Firstly I would like to thank everyone for their comments and advice and at the risk of becoming a stalker , I have another question.

I've just treated myself to yet another clematis - it's an Andromeda and has very pale pink flowers with a darker pink stripe running through. It looks a bit like an anaemic " Nelly " but very pretty. I'm looking for something to underplant it with as I never shade the roots with stones, slate,etc. - find too many beasties living underneath !

Thanks.

 

 too many beasties hide underneath them. It' s in a big blue pot so something to contrast nicely please.

07/06/2012 at 10:29

Oops done something wrong there !

07/06/2012 at 10:46

Clematis are very hungry and thirsty plants so be prepared to feed and water regularly during the growing season and alo protect the roots form freezing in winter as they are more exposed to frost in a pot above ground.

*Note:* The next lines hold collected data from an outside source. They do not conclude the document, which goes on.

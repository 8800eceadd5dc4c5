//! Core types for image decoding.

use serde::{Deserialize, Serialize};
use thiserror::Error;

/// Error types for image decoding operations.
#[derive(Debug, Error)]
pub enum DecodeError {
    /// The file format is not recognized.
    #[error("Invalid or unrecognized image format")]
    InvalidFormat,

    /// The format was recognized but is not one the tool loads.
    #[error("Unsupported image format: {0}")]
    UnsupportedFormat(String),

    /// The image file is corrupted or incomplete.
    #[error("Corrupted or incomplete image file: {0}")]
    CorruptedFile(String),
}

/// EXIF orientation values (1-8).
/// See: https://exiftool.org/TagNames/EXIF.html
#[derive(Debug, Clone, Copy, PartialEq, Eq, Default, Serialize, Deserialize)]
#[repr(u8)]
pub enum Orientation {
    /// Normal (no transformation needed).
    #[default]
    Normal = 1,
    /// Horizontal flip.
    FlipHorizontal = 2,
    /// Rotate 180 degrees.
    Rotate180 = 3,
    /// Vertical flip.
    FlipVertical = 4,
    /// Transpose (flip horizontal + rotate 270 CW).
    Transpose = 5,
    /// Rotate 90 degrees clockwise.
    Rotate90CW = 6,
    /// Transverse (flip horizontal + rotate 90 CW).
    Transverse = 7,
    /// Rotate 270 degrees clockwise (90 CCW).
    Rotate270CW = 8,
}

impl Orientation {
    /// Returns true if this orientation swaps width and height dimensions.
    #[inline]
    pub fn swaps_dimensions(self) -> bool {
        matches!(
            self,
            Orientation::Transpose
                | Orientation::Rotate90CW
                | Orientation::Transverse
                | Orientation::Rotate270CW
        )
    }
}

impl From<u32> for Orientation {
    fn from(value: u32) -> Self {
        match value {
            1 => Orientation::Normal,
            2 => Orientation::FlipHorizontal,
            3 => Orientation::Rotate180,
            4 => Orientation::FlipVertical,
            5 => Orientation::Transpose,
            6 => Orientation::Rotate90CW,
            7 => Orientation::Transverse,
            8 => Orientation::Rotate270CW,
            _ => Orientation::Normal,
        }
    }
}

/// A decoded image with RGB pixel data.
#[derive(Debug, Clone, PartialEq)]
pub struct DecodedImage {
    /// Image width in pixels.
    pub width: u32,
    /// Image height in pixels.
    pub height: u32,
    /// RGB pixel data in row-major order (3 bytes per pixel).
    /// Length should be width * height * 3.
    pub pixels: Vec<u8>,
}

impl DecodedImage {
    /// Create a new DecodedImage with the given dimensions and pixel data.
    pub fn new(width: u32, height: u32, pixels: Vec<u8>) -> Self {
        debug_assert_eq!(
            pixels.len(),
            (width * height * 3) as usize,
            "Pixel buffer size mismatch"
        );
        Self {
            width,
            height,
            pixels,
        }
    }

    /// Create a DecodedImage from an image::RgbImage.
    pub fn from_rgb_image(img: image::RgbImage) -> Self {
        let (width, height) = img.dimensions();
        let pixels = img.into_raw();
        Self {
            width,
            height,
            pixels,
        }
    }

    /// Convert to an image::RgbImage for further processing.
    pub fn to_rgb_image(&self) -> Option<image::RgbImage> {
        image::RgbImage::from_raw(self.width, self.height, self.pixels.clone())
    }

    /// Get the total number of pixels.
    pub fn pixel_count(&self) -> u32 {
        self.width * self.height
    }

    /// Check if this is an empty/invalid image.
    pub fn is_empty(&self) -> bool {
        self.width == 0 || self.height == 0 || self.pixels.is_empty()
    }
}

#[cfg(test)]
mod tests {
    use super::*;

    #[test]
    fn test_orientation_from_u32() {
        assert_eq!(Orientation::from(1), Orientation::Normal);
        assert_eq!(Orientation::from(6), Orientation::Rotate90CW);
        assert_eq!(Orientation::from(99), Orientation::Normal); // Invalid defaults to Normal
    }

    #[test]
    fn test_orientation_swaps_dimensions() {
        assert!(!Orientation::Normal.swaps_dimensions());
        assert!(!Orientation::Rotate180.swaps_dimensions());
        assert!(Orientation::Rotate90CW.swaps_dimensions());
        assert!(Orientation::Rotate270CW.swaps_dimensions());
        assert!(Orientation::Transpose.swaps_dimensions());
        assert!(Orientation::Transverse.swaps_dimensions());
    }

    #[test]
    fn test_decoded_image_creation() {
        let pixels = vec![0u8; 100 * 50 * 3];
        let img = DecodedImage::new(100, 50, pixels);

        assert_eq!(img.width, 100);
        assert_eq!(img.height, 50);
        assert_eq!(img.pixel_count(), 5000);
        assert!(!img.is_empty());
    }

    #[test]
    fn test_decoded_image_empty() {
        let img = DecodedImage::new(0, 0, vec![]);
        assert!(img.is_empty());
    }

    #[test]
    fn test_rgb_image_round_trip() {
        let pixels = vec![10u8, 20, 30, 40, 50, 60];
        let img = DecodedImage::new(2, 1, pixels.clone());
        let rgb = img.to_rgb_image().unwrap();
        let back = DecodedImage::from_rgb_image(rgb);
        assert_eq!(back.pixels, pixels);
    }

    #[test]
    fn test_decode_error_display() {
        let err = DecodeError::UnsupportedFormat("tiff".to_string());
        assert_eq!(err.to_string(), "Unsupported image format: tiff");

        let err = DecodeError::InvalidFormat;
        assert_eq!(err.to_string(), "Invalid or unrecognized image format");
    }
}
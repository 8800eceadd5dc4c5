//! Image encoding boundary for Gridrect.
//!
//! The rectified raster leaves the core as encoded bytes for the host's
//! file writer: PNG for lossless saves (the default), JPEG with a quality
//! setting for smaller files, BMP for tools that only read plain bitmaps.
//!
//! # Examples
//!
//! ```ignore
//! use gridrect_core::encode::encode_png;
//!
//! let pixels = vec![128u8; 100 * 100 * 3]; // Gray image
//! let png_bytes = encode_png(&pixels, 100, 100).unwrap();
//! println!("Encoded {} bytes", png_bytes.len());
//! ```

mod bmp;
mod jpeg;
mod png;

pub use bmp::encode_bmp;
pub use jpeg::encode_jpeg;
pub use png::encode_png;

use thiserror::Error;

/// Errors that can occur during image encoding.
#[derive(Debug, Error)]
pub enum EncodeError {
    /// Pixel data length doesn't match expected dimensions
    #[error("Invalid pixel data: expected {expected} bytes (width * height * 3), got {actual}")]
    InvalidPixelData { expected: usize, actual: usize },

    /// Width or height is zero
    #[error("Invalid dimensions: width ({width}) and height ({height}) must be non-zero")]
    InvalidDimensions { width: u32, height: u32 },

    /// The underlying encoder failed
    #[error("Encoding failed: {0}")]
    EncodingFailed(String),
}

/// Shared validation for both encoders.
fn validate(pixels: &[u8], width: u32, height: u32) -> Result<(), EncodeError> {
    if width == 0 || height == 0 {
        return Err(EncodeError::InvalidDimensions { width, height });
    }

    let expected = (width as usize) * (height as usize) * 3;
    if pixels.len() != expected {
        return Err(EncodeError::InvalidPixelData {
            expected,
            actual: pixels.len(),
        });
    }
    Ok(())
}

You could underplant with pelargoniums for the summer or for a permanent planting try evergreen grasses such as forms of carex buchananii or blue fescue.   other than that, any hanging basket subject such as trailing lobelia or petnuias would do well but would need replenishing each year.

However, I personally would choose a mulch of slate or gravel with occasional applications of wildlife friendly slug pellets to get the nasties that might eat young clem shoots.

.

07/06/2012 at 11:09

Thanks Obeliixx , hmmm , you've just given me a great idea with your suggestion of grasses - I've got some Ophiopogon ( something or other ! ) Anyway, it's black . Do you think that would be o.k. to split and transplant now ?

I've got a few other clematis in pots and Crystal Fountain is underplanted with Labrador violet that self-seeded itself so I left it . Only shallow rooted I think so not been a problem, Only problem being it's everywhere but I just leave it - love their little faces !

Up to now all clems are doing well - they are better fed than we are !!!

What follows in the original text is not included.